| ACTION ITEM |
From the records below, transcribe exactly the lines that begin at the line with "#[derive(Debug, thiserror::Error)]" and end at the line with "multiplication dimension mismatch.", both included.

| RECORDS TO PROCESS |

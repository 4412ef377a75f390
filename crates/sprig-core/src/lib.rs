//! # sprig-core
//!
//! Core types shared by every sprig crate.
//!
//! This crate provides:
//! - [`Error`] / [`Result`]: the single error type of the workspace
//! - [`Shape`]: dimension sizes, channel-major layout
//! - [`QFormat`]: per-tensor power-of-two exponent with `dequantize` / `requantize`
//! - [`FixedTensor`]: fixed-point data carrying its shape and exponent
//! - [`Matrix`]: row-major f32 storage for the training domain

pub mod error;
pub mod fixed;
pub mod matrix;
pub mod qformat;
pub mod shape;

pub use error::{Error, Result};
pub use fixed::FixedTensor;
pub use matrix::{argmax, Matrix};
pub use qformat::{FixedPoint, QFormat};
pub use shape::Shape;
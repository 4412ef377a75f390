// Batcher: draws mini-batches from a Dataset
//
// Random order samples rows with replacement from a seeded StdRng, so two
// runs with the same seed see the same batches. Sequential order walks the
// rows in storage order and wraps around at the end.

use rand::rngs::StdRng;
use rand::{Rng, SeedableRng};
use serde::{Deserialize, Serialize};

use sprig_core::{Error, Matrix, Result};

use crate::dataset::Dataset;

/// How batch rows are chosen.
#[derive(Debug, Clone, Copy, PartialEq, Eq, Default, Serialize, Deserialize)]
#[serde(rename_all = "snake_case")]
pub enum BatchOrder {
    #[default]
    Random,
    Sequential,
}

pub struct Batcher {
    order: BatchOrder,
    cursor: usize,
    rng: StdRng,
}

impl Batcher {
    pub fn new(order: BatchOrder, seed: u64) -> Self {
        Batcher {
            order,
            cursor: 0,
            rng: StdRng::seed_from_u64(seed),
        }
    }

    /// Row indices of the next batch.
    pub fn next_indices(&mut self, len: usize, size: usize) -> Result<Vec<usize>> {
        if len == 0 {
            return Err(Error::EmptyDimension {
                layer: "batcher",
                what: "dataset length",
            });
        }
        if size == 0 {
            return Err(Error::EmptyDimension {
                layer: "batcher",
                what: "batch size",
            });
        }
        let indices = match self.order {
            BatchOrder::Random => (0..size).map(|_| self.rng.gen_range(0..len)).collect(),
            BatchOrder::Sequential => {
                let start = self.cursor % len;
                self.cursor = (start + size) % len;
                (0..size).map(|i| (start + i) % len).collect()
            }
        };
        Ok(indices)
    }

    /// The next `(features, labels)` batch of `size` rows.
    pub fn next_batch(&mut self, data: &Dataset, size: usize) -> Result<(Matrix, Matrix)> {
        let indices = self.next_indices(data.len(), size)?;
        data.gather(&indices)
    }
}

#[cfg(test)]
mod tests {
    use super::*;

    #[test]
    fn test_sequential_wraps() {
        let mut b = Batcher::new(BatchOrder::Sequential, 0);
        assert_eq!(b.next_indices(5, 3).unwrap(), vec![0, 1, 2]);
        assert_eq!(b.next_indices(5, 3).unwrap(), vec![3, 4, 0]);
        assert_eq!(b.next_indices(5, 3).unwrap(), vec![1, 2, 3]);
    }

    #[test]
    fn test_random_is_seeded() {
        let mut a = Batcher::new(BatchOrder::Random, 42);
        let mut b = Batcher::new(BatchOrder::Random, 42);
        for _ in 0..4 {
            let ia = a.next_indices(10, 8).unwrap();
            assert!(ia.iter().all(|&i| i < 10));
            assert_eq!(ia, b.next_indices(10, 8).unwrap());
        }
    }

    #[test]
    fn test_empty_rejected() {
        let mut b = Batcher::new(BatchOrder::Random, 0);
        assert!(b.next_indices(0, 4).is_err());
        assert!(b.next_indices(4, 0).is_err());
    }
}
use crate::shape::Shape;

/// All errors that can occur within sprig.
///
/// Every variant is fatal for the pruning event that raised it: nothing is
/// retried and no partially pruned model is redeployed. Fixed-point overflow
/// is not an error: the kernels saturate.
#[derive(Debug, thiserror::Error)]
pub enum Error {
    /// Shape mismatch between a tensor and the geometry it is used with.
    #[error("shape mismatch: expected {expected}, got {got}")]
    ShapeMismatch { expected: Shape, got: Shape },

    /// Element count mismatch when creating a tensor or matrix from a vec.
    #[error("element count mismatch: shape {shape} requires {expected} elements, got {got}")]
    ElementCountMismatch {
        shape: Shape,
        expected: usize,
        got: usize,
    },

    /// Matrix multiplication dimension mismatch.
    #[error("matmul shape mismatch: [{m}x{k1}] @ [{k2}x{n}], inner dims must match")]
    MatmulShapeMismatch {
        m: usize,
        k1: usize,
        k2: usize,
        n: usize,
    },

    /// A layer was asked to work on a zero-sized input or output.
    #[error("{layer}: {what} must be non-zero")]
    EmptyDimension {
        layer: &'static str,
        what: &'static str,
    },

    /// More filters requested than the convolution layer has.
    #[error("cannot keep {keep} filters from a layer with {filters}")]
    KeepExceedsFilters { keep: usize, filters: usize },

    /// Selection asked for more records than the ranking holds.
    #[error("ranking exhausted: requested {requested} filters, {available} recorded")]
    RankingExhausted { requested: usize, available: usize },

    /// A ground-truth label outside the class range.
    #[error("label {label} out of range for {classes} classes")]
    LabelOutOfRange { label: usize, classes: usize },

    /// Matrix or buffer storage could not be reserved.
    #[error("allocation of {elements} elements failed")]
    Allocation { elements: usize },

    #[error("io: {0}")]
    Io(#[from] std::io::Error),

    #[error("json: {0}")]
    Json(#[from] serde_json::Error),

    /// Generic message for cases not covered above.
    #[error("{0}")]
    Msg(String),
}

impl Error {
    /// Create an error from any string message.
    pub fn msg(s: impl Into<String>) -> Self {
        Error::Msg(s.into())
    }

    /// Shape mismatch between two dimension lists.
    pub fn shape_mismatch(expected: &[usize], got: &[usize]) -> Self {
        Error::ShapeMismatch {
            expected: Shape::from(expected),
            got: Shape::from(got),
        }
    }
}

/// Convenience Result type used throughout sprig.
pub type Result<T> = std::result::Result<T, Error>;
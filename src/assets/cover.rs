use log::info;

use crate::assets::retry::{AssetOutcome, RetryConfig, RetryPolicy, Sleeper, ThreadSleeper};
use crate::llm::{ImageAsset, ImageGenerator};
use crate::story::node::StoryNode;

/// Shown in place of a cover that could not be generated.
pub const PLACEHOLDER_IMAGE: &str = "https://picsum.photos/seed/mono/800/600";
pub const UNAVAILABLE_LABEL: &str = "IMAGE DATA CORRUPTED";

/// Style suffix appended to every cover prompt.
const COVER_STYLE: &str = "classical oil painting style, masterpiece, highly detailed, NO text, NO neon";

pub fn cover_prompt(base: &str) -> String {
    format!("{}, {COVER_STYLE}", base.trim())
}

/// Prompt for a 3x2 sprite sheet of motif icons themed on the seed.
pub fn icon_sheet_prompt(keyword: &str) -> String {
    format!(
        "A set of 6 distinct minimalist line art icons inspired by the concept keyword '{}', \
         designed as cyberpunk UI elements. Black background, monochrome light grey lines (#CCCCCC). \
         The icons should be simple, geometric, and look like digital blueprints or HUD elements. \
         No text, no gradients. Layout: 3 columns by 2 rows grid.",
        keyword.trim()
    )
}

/// The cover prompt for an epilogue: the generated one, else one built from the grand title.
pub fn epilogue_cover_base(node: &StoryNode) -> Option<String> {
    if let Some(prompt) = &node.cover_art_prompt {
        return Some(prompt.clone());
    }
    node.grand_title
        .as_ref()
        .map(|title| format!("A classical mythological oil painting titled '{title}', a hero at the end of the journey"))
}

/// What the presentation layer should show for an asset slot.
pub fn display_source(outcome: &AssetOutcome<ImageAsset>) -> String {
    match outcome {
        AssetOutcome::Ready(asset) => asset.data_url(),
        _ => PLACEHOLDER_IMAGE.to_string(),
    }
}

/// Cover and icon generation, each behind its own retry/de-duplication policy.
pub struct AssetStudio<G: ImageGenerator, S: Sleeper = ThreadSleeper> {
    generator: G,
    covers: RetryPolicy<S>,
    icons: RetryPolicy<S>,
}

impl<G: ImageGenerator> AssetStudio<G> {
    pub fn new(generator: G, config: RetryConfig) -> Self {
        Self {
            generator,
            covers: RetryPolicy::new(config.clone()),
            icons: RetryPolicy::new(config),
        }
    }
}

impl<G: ImageGenerator, S: Sleeper> AssetStudio<G, S> {
    pub fn with_policies(generator: G, covers: RetryPolicy<S>, icons: RetryPolicy<S>) -> Self {
        Self {
            generator,
            covers,
            icons,
        }
    }

    pub fn generator(&self) -> &G {
        &self.generator
    }

    /// Generate the epilogue cover for `base_prompt`. An empty prompt is never sent.
    pub fn cover(&self, base_prompt: &str) -> AssetOutcome<ImageAsset> {
        if base_prompt.trim().is_empty() {
            return AssetOutcome::Unavailable {
                attempts: 0,
                reason: "no cover prompt".into(),
            };
        }
        let prompt = cover_prompt(base_prompt);
        info!("Generating cover");
        self.covers
            .run(&prompt, |_| self.generator.generate_image(&prompt))
    }

    pub fn epilogue_cover(&self, node: &StoryNode) -> AssetOutcome<ImageAsset> {
        match epilogue_cover_base(node) {
            Some(base) => self.cover(&base),
            None => AssetOutcome::Unavailable {
                attempts: 0,
                reason: "epilogue carries no cover prompt".into(),
            },
        }
    }

    /// Generate the motif sprite sheet for a seed keyword.
    pub fn icon_sheet(&self, keyword: &str) -> AssetOutcome<ImageAsset> {
        if keyword.trim().is_empty() {
            return AssetOutcome::Skipped;
        }
        let prompt = icon_sheet_prompt(keyword);
        info!("Generating icon sheet for \"{}\"", keyword.trim());
        self.icons
            .run(&prompt, |_| self.generator.generate_image(&prompt))
    }

    /// Allow both prompts to be requested again, e.g. after a session reset.
    pub fn forget(&self) {
        self.covers.forget();
        self.icons.forget();
    }
}

#[cfg(test)]
mod tests {
    use std::sync::Mutex;

    use super::*;
    use crate::assets::retry::tests::RecordingSleeper;
    use crate::error::{Result, StoryError};

    struct FlakyImages {
        failures_left: Mutex<u32>,
        prompts: Mutex<Vec<String>>,
    }

    impl FlakyImages {
        fn failing(times: u32) -> Self {
            Self {
                failures_left: Mutex::new(times),
                prompts: Mutex::new(Vec::new()),
            }
        }
    }

    impl ImageGenerator for FlakyImages {
        fn generate_image(&self, prompt: &str) -> Result<ImageAsset> {
            self.prompts.lock().unwrap().push(prompt.to_string());
            let mut left = self.failures_left.lock().unwrap();
            if *left > 0 {
                *left -= 1;
                return Err(StoryError::AssetGenerationFailure("no image data".into()));
            }
            Ok(ImageAsset::from_bytes(b"png", "image/png"))
        }
    }

    fn studio(failures: u32) -> AssetStudio<FlakyImages, RecordingSleeper> {
        AssetStudio::with_policies(
            FlakyImages::failing(failures),
            RetryPolicy::with_sleeper(RetryConfig::default(), RecordingSleeper::default()),
            RetryPolicy::with_sleeper(RetryConfig::default(), RecordingSleeper::default()),
        )
    }

    #[test]
    fn test_cover_prompt_is_styled_and_deduplicated() {
        let studio = studio(1);
        let outcome = studio.cover("A hero ascending Olympus");
        assert!(matches!(outcome, AssetOutcome::Ready(_)));
        assert!(display_source(&outcome).starts_with("data:image/png;base64,"));

        let prompts = studio.generator().prompts.lock().unwrap().clone();
        assert_eq!(prompts.len(), 2);
        assert!(prompts[0].starts_with("A hero ascending Olympus, classical oil painting style"));

        assert_eq!(studio.cover("A hero ascending Olympus"), AssetOutcome::Skipped);
        assert_eq!(studio.generator().prompts.lock().unwrap().len(), 2);
    }

    #[test]
    fn test_cover_failure_falls_back_to_placeholder() {
        let studio = studio(10);
        let outcome = studio.cover("A storm over Ithaca");
        assert!(outcome.is_unavailable());
        assert_eq!(display_source(&outcome), PLACEHOLDER_IMAGE);
        assert_eq!(studio.generator().prompts.lock().unwrap().len(), 3);
    }

    #[test]
    fn test_icons_and_covers_have_separate_keys() {
        let studio = studio(0);
        assert!(studio.icon_sheet("freedom").ready().is_some());
        assert!(studio.cover("freedom").ready().is_some());
        assert_eq!(studio.icon_sheet("freedom"), AssetOutcome::Skipped);

        studio.forget();
        assert!(studio.icon_sheet("freedom").ready().is_some());
    }

    #[test]
    fn test_empty_prompt_is_never_sent() {
        let studio = studio(0);
        assert!(studio.cover("   ").is_unavailable());
        assert_eq!(studio.icon_sheet(""), AssetOutcome::Skipped);
        assert!(studio.generator().prompts.lock().unwrap().is_empty());
    }
}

| TASK RESULT |
#[derive(Debug, thiserror::Error)]
pub enum Error {
    /// Shape mismatch between a tensor and the geometry it is used with.
    #[error("shape mismatch: expected {expected}, got {got}")]
    ShapeMismatch { expected: Shape, got: Shape },

    /// Element count mismatch when creating a tensor or matrix from a vec.
    #[error("element count mismatch: shape {shape} requires {expected} elements, got {got}")]
    ElementCountMismatch {
        shape: Shape,
        expected: usize,
        got: usize,
    },

    /// Matrix multiplication dimension mismatch.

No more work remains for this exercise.